After lingering just long enough to filch a third robe from the harem for Yasmin, Ash, Clarinda, and the concubine slunk through the moonlit gardens, picking their way through the shadows cast by the swaying palms. Their every step, no matter how careful, seemed to echo with the force of a gunshot. Clarinda caught herself holding her breath, waiting for someone to sound the alarm that would spell their doom.
But the peaceful hush of the night was broken only by the distant murmur of the sea and the whisper of the wind through the feathery palm fronds.

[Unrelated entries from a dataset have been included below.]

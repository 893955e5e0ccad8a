//! Lazy SVG (re)generation keyed to layout content hash.
//!
//! `ensure_svg` regenerates iff the hash changed since the last call or the
//! SVG file is missing. The one-writer-per-hash discipline is a mutex-
//! guarded "in progress" marker set: whichever caller wins the race
//! generates once, the rest block on the same mutex and then observe the
//! winner's file already on disk.

use std::collections::HashSet;
use std::sync::{Condvar, Mutex};

use tracing::{debug, info};

use crate::errors::Result;
use crate::grid::Grid;
use crate::hash::LayoutHash;
use crate::layout::store::LayoutStore;
use crate::svg::SvgRenderer;

pub struct LayoutManager {
    last_seen_hash: Mutex<Option<LayoutHash>>,
    in_progress: Mutex<HashSet<LayoutHash>>,
    in_progress_done: Condvar,
}

impl Default for LayoutManager {
    fn default() -> Self {
        Self::new()
    }
}

pub struct EnsureSvgOutcome {
    pub hash: LayoutHash,
    pub svg_path: std::path::PathBuf,
    pub regenerated: bool,
}

impl LayoutManager {
    pub fn new() -> Self {
        Self {
            last_seen_hash: Mutex::new(None),
            in_progress: Mutex::new(HashSet::new()),
            in_progress_done: Condvar::new(),
        }
    }

    /// Regenerate the SVG for `grid` iff its hash differs from the last one
    /// this manager observed, or the SVG file is absent.
    pub fn ensure_svg(
        &self,
        store: &LayoutStore,
        grid: &Grid,
        hash: LayoutHash,
    ) -> Result<EnsureSvgOutcome> {
        let svg_path = store.svg_path(hash);

        let needs_regeneration = {
            let mut last_seen = self.last_seen_hash.lock().unwrap();
            let stale = *last_seen != Some(hash) || !svg_path.exists();
            if !stale {
                false
            } else {
                *last_seen = Some(hash);
                true
            }
        };

        if !needs_regeneration {
            debug!(%hash, "ensure_svg: already current");
            return Ok(EnsureSvgOutcome {
                hash,
                svg_path,
                regenerated: false,
            });
        }

        // At most one generation per hash in flight: lose the race and wait
        // on the condvar for the winner instead of generating twice.
        {
            let mut in_progress = self.in_progress.lock().unwrap();
            while in_progress.contains(&hash) {
                in_progress = self.in_progress_done.wait(in_progress).unwrap();
            }
            if svg_path.exists() {
                return Ok(EnsureSvgOutcome {
                    hash,
                    svg_path,
                    regenerated: false,
                });
            }
            in_progress.insert(hash);
        }

        let result = SvgRenderer::render_to_file(grid, &svg_path);

        self.in_progress.lock().unwrap().remove(&hash);
        self.in_progress_done.notify_all();

        result?;
        info!(%hash, path = %svg_path.display(), "regenerated SVG");

        Ok(EnsureSvgOutcome {
            hash,
            svg_path,
            regenerated: true,
        })
    }
}

#[cfg(test)]
mod tests {
    use super::*;
    use crate::grid::Grid;
    use crate::layout::store::LayoutStore;
    use tempfile::tempdir;

    #[test]
    fn generates_once_then_skips_on_unchanged_hash() {
        let dir = tempdir().unwrap();
        let store = LayoutStore::new(dir.path()).unwrap();
        let manager = LayoutManager::new();
        let grid = Grid::new(vec![0, 0, 0, 0], 2, 2, 100.0, vec![]).unwrap();
        let hash = LayoutHash::compute(&grid);

        let first = manager.ensure_svg(&store, &grid, hash).unwrap();
        assert!(first.regenerated);

        let second = manager.ensure_svg(&store, &grid, hash).unwrap();
        assert!(!second.regenerated);
    }

    #[test]
    fn regenerates_when_hash_changes() {
        let dir = tempdir().unwrap();
        let store = LayoutStore::new(dir.path()).unwrap();
        let manager = LayoutManager::new();

        let grid_a = Grid::new(vec![0, 0, 0, 0], 2, 2, 100.0, vec![]).unwrap();
        let hash_a = LayoutHash::compute(&grid_a);
        manager.ensure_svg(&store, &grid_a, hash_a).unwrap();

        let grid_b = Grid::new(vec![0, 0, 0, -1], 2, 2, 100.0, vec![]).unwrap();
        let hash_b = LayoutHash::compute(&grid_b);
        let outcome = manager.ensure_svg(&store, &grid_b, hash_b).unwrap();
        assert!(outcome.regenerated);
    }
}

After what seemed like an eternity but was in actuality only a few minutes, they finally reached the unguarded gate where Ash had arranged to meet Luca.
At first there was no sign of him, but then he came springing up from behind a lush hibiscus plant like a grinning jack-in-the-box, giving them all a terrible fright. “What took you so long?” he asked. “I nearly fell asleep.”

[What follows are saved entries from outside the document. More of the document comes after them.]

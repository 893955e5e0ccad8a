//! Process configuration: CLI flags with environment-variable fallbacks.
//!
//! Precedence matches the convention used elsewhere in this stack: an
//! explicit CLI flag wins, then an environment variable, then a baked-in
//! default.

use clap::Parser;

const DEFAULT_BIND_ADDRESS: &str = "127.0.0.1:8080";
const DEFAULT_CACHE_DIR: &str = "layout_cache";
const DEFAULT_LOG_FILTER: &str = "info";

#[derive(Parser, Debug)]
#[command(version, about = "Indoor path-optimization engine")]
pub struct Args {
    /// Address to bind the HTTP server on.
    #[arg(long)]
    bind: Option<String>,

    /// Directory holding uploaded layouts, their SVGs, and the current-hash pointer.
    #[arg(long)]
    cache_dir: Option<String>,

    /// `tracing-subscriber` env-filter string.
    #[arg(long)]
    log_filter: Option<String>,
}

#[derive(Debug, Clone)]
pub struct Config {
    pub bind_address: String,
    pub cache_dir: String,
    pub log_filter: String,
}

impl Config {
    /// Resolve from parsed CLI args with environment-variable fallbacks.
    pub fn resolve(args: Args) -> Self {
        let bind_address = args
            .bind
            .or_else(|| std::env::var("ENGINE_BIND_ADDRESS").ok())
            .unwrap_or_else(|| DEFAULT_BIND_ADDRESS.to_string());

        let cache_dir = args
            .cache_dir
            .or_else(|| std::env::var("ENGINE_CACHE_DIR").ok())
            .unwrap_or_else(|| DEFAULT_CACHE_DIR.to_string());

        let log_filter = args
            .log_filter
            .or_else(|| std::env::var("RUST_LOG").ok())
            .unwrap_or_else(|| DEFAULT_LOG_FILTER.to_string());

        Self {
            bind_address,
            cache_dir,
            log_filter,
        }
    }
}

“We had to go back for Poppy,” Clarinda explained.
Yasmin, of course, had let the robe Clarinda had stolen for her gape open all the way down the front, exposing her voluptuous form to the kiss of the moonlight and Luca’s lascivious gaze.
Luca let out a low-pitched whistle. “That is most definitely
not
Poppy.”
“We’ve already established that,” Ash said, rubbing a weary hand over his jaw.
Although she couldn’t quite stop herself from preening beneath Luca’s appreciative gaze, Yasmin gave him a contemptuous look, her dark eyes spitting fire. “Keep your eyes in your head, you English dog, lest I claw them out.”
“I hate to disappoint a lady, but I am an Italian dog. Well, half-Romany actually.”
Yasmin’s upper lip curled in a sneer. “A loathsome cur by any name.”
Luca grinned at Ash. “Did you hear that? She hates me already. I told you I’ve always found that to be an irresistible quality in a woman.”
“Have I mentioned she’s looking for a husband?” Clarinda asked sweetly.
Luca paled beneath his tan. “A husband?”
“And if Clarinda wasn’t hogging up all the fiancés for herself, she might have found one by now. Did you get the mounts?” Ash asked Luca, enunciating each word as if he were talking to the village idiot.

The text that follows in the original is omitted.